__Task prompt__
Only the lines from the first line of the material below to the line containing "let chart: Box<dyn", inclusive, should be copied, each exactly as written.

*** Opening of Data for processing ***

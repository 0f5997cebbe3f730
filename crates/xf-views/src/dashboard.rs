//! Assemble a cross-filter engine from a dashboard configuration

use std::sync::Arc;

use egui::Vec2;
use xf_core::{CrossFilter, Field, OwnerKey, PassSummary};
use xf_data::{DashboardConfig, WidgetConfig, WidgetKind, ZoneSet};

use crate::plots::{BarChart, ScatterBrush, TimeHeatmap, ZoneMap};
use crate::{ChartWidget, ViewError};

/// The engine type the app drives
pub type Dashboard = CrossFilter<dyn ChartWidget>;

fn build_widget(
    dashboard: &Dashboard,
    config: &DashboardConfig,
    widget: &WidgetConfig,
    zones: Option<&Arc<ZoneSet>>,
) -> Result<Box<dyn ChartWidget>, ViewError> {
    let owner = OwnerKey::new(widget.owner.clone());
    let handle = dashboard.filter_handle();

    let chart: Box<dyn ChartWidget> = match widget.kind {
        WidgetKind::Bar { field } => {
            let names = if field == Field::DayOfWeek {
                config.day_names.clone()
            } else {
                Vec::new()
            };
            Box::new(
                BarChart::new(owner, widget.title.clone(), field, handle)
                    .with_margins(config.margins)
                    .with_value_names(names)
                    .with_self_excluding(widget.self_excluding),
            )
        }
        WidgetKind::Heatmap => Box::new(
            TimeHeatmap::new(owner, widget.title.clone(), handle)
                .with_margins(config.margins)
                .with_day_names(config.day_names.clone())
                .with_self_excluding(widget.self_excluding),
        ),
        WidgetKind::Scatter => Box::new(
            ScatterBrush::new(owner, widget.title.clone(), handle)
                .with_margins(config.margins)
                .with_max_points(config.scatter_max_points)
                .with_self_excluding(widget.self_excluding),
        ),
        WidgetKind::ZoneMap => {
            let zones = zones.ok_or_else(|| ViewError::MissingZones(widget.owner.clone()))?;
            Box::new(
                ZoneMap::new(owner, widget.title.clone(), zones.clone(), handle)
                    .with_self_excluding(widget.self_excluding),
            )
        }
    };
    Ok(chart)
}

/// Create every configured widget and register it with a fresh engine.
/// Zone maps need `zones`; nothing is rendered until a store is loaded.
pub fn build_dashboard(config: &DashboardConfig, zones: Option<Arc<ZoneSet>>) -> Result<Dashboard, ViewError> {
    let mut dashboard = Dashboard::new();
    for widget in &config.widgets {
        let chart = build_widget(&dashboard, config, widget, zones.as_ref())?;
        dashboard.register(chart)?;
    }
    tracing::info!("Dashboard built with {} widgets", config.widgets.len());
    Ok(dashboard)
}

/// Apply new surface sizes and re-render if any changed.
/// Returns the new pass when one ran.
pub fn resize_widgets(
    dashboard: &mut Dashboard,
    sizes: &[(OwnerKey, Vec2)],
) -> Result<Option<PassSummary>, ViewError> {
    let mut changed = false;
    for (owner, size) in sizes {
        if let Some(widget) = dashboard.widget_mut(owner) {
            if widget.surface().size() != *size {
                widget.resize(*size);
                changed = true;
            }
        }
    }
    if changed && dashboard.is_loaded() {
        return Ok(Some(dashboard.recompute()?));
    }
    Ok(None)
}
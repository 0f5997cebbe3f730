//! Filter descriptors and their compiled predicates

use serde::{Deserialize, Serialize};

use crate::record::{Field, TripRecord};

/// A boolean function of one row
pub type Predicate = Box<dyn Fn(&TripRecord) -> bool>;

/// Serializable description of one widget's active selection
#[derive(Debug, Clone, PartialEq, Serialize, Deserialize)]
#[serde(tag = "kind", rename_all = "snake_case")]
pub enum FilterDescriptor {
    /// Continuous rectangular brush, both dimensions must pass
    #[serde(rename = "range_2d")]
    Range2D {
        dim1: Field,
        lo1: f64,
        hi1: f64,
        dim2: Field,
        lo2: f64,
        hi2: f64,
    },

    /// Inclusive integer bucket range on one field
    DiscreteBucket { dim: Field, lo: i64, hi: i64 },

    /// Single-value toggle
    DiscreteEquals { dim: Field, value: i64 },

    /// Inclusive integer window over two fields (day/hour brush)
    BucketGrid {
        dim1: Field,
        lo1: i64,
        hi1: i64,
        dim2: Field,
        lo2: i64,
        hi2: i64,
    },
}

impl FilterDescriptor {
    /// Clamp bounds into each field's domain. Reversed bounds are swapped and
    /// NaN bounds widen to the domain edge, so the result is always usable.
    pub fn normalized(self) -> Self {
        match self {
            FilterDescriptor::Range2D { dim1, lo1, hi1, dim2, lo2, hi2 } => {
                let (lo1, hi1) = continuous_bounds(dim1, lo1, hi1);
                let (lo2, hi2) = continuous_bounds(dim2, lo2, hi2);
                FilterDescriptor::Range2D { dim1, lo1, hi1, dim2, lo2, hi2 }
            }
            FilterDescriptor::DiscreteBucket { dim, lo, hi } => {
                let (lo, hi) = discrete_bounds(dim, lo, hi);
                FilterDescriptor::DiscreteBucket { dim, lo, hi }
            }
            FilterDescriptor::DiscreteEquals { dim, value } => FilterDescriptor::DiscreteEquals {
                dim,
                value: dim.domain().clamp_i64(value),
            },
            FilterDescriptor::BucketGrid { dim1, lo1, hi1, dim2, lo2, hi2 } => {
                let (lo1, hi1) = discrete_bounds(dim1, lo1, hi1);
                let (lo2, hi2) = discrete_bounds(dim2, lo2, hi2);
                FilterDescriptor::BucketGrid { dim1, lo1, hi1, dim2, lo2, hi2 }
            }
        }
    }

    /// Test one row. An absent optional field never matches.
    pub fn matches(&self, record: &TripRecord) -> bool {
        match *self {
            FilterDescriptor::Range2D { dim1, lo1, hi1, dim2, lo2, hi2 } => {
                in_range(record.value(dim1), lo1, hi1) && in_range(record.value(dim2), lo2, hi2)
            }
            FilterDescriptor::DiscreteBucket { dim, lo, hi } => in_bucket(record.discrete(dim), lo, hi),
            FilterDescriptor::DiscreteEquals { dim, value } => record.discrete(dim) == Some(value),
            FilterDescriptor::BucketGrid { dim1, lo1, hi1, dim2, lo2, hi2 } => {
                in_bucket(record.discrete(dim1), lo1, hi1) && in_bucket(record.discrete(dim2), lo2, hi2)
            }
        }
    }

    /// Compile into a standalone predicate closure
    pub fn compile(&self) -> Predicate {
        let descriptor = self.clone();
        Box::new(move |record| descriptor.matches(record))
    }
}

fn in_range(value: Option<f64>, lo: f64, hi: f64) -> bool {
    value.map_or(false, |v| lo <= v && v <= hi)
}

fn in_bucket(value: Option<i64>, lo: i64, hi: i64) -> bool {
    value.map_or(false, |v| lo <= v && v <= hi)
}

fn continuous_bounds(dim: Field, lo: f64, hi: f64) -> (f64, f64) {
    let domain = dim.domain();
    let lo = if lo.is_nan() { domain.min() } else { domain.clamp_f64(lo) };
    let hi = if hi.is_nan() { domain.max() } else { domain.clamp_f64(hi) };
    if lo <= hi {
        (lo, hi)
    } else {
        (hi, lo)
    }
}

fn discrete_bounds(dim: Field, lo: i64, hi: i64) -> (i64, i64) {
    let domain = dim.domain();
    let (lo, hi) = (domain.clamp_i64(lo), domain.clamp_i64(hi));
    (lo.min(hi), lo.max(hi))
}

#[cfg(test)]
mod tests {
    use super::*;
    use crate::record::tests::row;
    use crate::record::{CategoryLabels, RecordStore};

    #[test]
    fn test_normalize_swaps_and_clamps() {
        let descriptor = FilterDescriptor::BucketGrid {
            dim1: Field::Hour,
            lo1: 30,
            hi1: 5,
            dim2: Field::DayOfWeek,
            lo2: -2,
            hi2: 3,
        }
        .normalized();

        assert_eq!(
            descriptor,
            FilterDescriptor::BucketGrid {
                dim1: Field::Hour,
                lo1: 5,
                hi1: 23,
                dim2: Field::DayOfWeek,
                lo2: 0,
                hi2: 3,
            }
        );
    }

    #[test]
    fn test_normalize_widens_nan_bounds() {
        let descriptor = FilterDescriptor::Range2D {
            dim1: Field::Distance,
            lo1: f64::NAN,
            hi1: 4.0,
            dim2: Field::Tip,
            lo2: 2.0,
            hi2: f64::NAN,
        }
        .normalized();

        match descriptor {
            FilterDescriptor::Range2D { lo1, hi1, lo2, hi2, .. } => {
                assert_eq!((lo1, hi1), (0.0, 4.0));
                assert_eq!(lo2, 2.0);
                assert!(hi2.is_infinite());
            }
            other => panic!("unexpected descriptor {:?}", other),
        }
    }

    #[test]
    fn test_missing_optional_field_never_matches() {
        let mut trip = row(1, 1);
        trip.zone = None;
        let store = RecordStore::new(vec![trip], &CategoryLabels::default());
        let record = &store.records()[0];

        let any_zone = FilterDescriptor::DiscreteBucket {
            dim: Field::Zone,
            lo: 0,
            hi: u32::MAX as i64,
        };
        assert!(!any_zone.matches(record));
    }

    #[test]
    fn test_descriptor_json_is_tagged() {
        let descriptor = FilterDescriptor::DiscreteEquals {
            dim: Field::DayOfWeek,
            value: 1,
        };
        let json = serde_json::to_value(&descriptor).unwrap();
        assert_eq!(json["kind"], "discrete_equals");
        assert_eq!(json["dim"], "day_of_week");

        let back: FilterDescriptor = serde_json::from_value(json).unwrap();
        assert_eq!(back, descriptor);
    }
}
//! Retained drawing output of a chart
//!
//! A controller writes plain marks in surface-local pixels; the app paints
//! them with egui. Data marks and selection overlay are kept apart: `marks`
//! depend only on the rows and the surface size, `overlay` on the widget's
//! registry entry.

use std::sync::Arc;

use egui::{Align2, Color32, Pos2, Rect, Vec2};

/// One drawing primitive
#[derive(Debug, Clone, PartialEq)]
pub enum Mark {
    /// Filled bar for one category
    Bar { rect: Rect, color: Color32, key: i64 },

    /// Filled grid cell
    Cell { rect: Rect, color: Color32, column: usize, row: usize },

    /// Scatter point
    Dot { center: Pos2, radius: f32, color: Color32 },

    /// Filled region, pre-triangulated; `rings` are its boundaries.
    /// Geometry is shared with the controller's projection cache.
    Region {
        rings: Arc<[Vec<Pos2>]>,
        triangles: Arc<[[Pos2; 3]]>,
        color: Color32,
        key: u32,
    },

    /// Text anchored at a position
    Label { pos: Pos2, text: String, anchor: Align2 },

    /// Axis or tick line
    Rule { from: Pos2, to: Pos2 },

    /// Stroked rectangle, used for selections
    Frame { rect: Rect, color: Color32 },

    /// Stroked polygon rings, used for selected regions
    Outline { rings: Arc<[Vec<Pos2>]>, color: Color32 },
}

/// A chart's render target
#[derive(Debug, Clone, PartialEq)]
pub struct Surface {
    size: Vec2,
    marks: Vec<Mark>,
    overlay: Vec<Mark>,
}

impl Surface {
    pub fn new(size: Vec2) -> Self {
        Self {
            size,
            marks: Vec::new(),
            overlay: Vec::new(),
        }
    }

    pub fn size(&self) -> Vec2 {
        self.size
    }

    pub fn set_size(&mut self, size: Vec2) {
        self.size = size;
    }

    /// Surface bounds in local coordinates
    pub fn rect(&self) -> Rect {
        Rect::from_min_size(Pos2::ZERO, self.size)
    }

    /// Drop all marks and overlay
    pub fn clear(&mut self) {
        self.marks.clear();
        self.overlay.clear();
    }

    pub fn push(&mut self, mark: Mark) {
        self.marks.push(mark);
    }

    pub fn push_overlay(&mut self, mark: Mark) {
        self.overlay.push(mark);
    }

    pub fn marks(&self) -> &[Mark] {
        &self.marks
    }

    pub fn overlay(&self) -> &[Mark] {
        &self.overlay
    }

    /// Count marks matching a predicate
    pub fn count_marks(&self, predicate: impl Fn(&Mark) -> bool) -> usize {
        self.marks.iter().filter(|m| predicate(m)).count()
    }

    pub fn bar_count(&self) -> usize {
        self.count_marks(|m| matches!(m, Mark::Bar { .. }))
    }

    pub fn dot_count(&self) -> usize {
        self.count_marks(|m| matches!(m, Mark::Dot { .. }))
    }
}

*** Close of Data for processing ***

__Exercise response__
repository 0f5997cebbe3f730
filename crates/xf-views/src/dashboard.rs
//! Assemble a cross-filter engine from a dashboard configuration

use std::sync::Arc;

use egui::Vec2;
use xf_core::{CrossFilter, Field, OwnerKey, PassSummary};
use xf_data::{DashboardConfig, WidgetConfig, WidgetKind, ZoneSet};

use crate::plots::{BarChart, ScatterBrush, TimeHeatmap, ZoneMap};
use crate::{ChartWidget, ViewError};

/// The engine type the app drives
pub type Dashboard = CrossFilter<dyn ChartWidget>;

fn build_widget(
    dashboard: &Dashboard,
    config: &DashboardConfig,
    widget: &WidgetConfig,
    zones: Option<&Arc<ZoneSet>>,
) -> Result<Box<dyn ChartWidget>, ViewError> {
    let owner = OwnerKey::new(widget.owner.clone());
    let handle = dashboard.filter_handle();

    let chart: Box<dyn ChartWidget> = match widget.kind {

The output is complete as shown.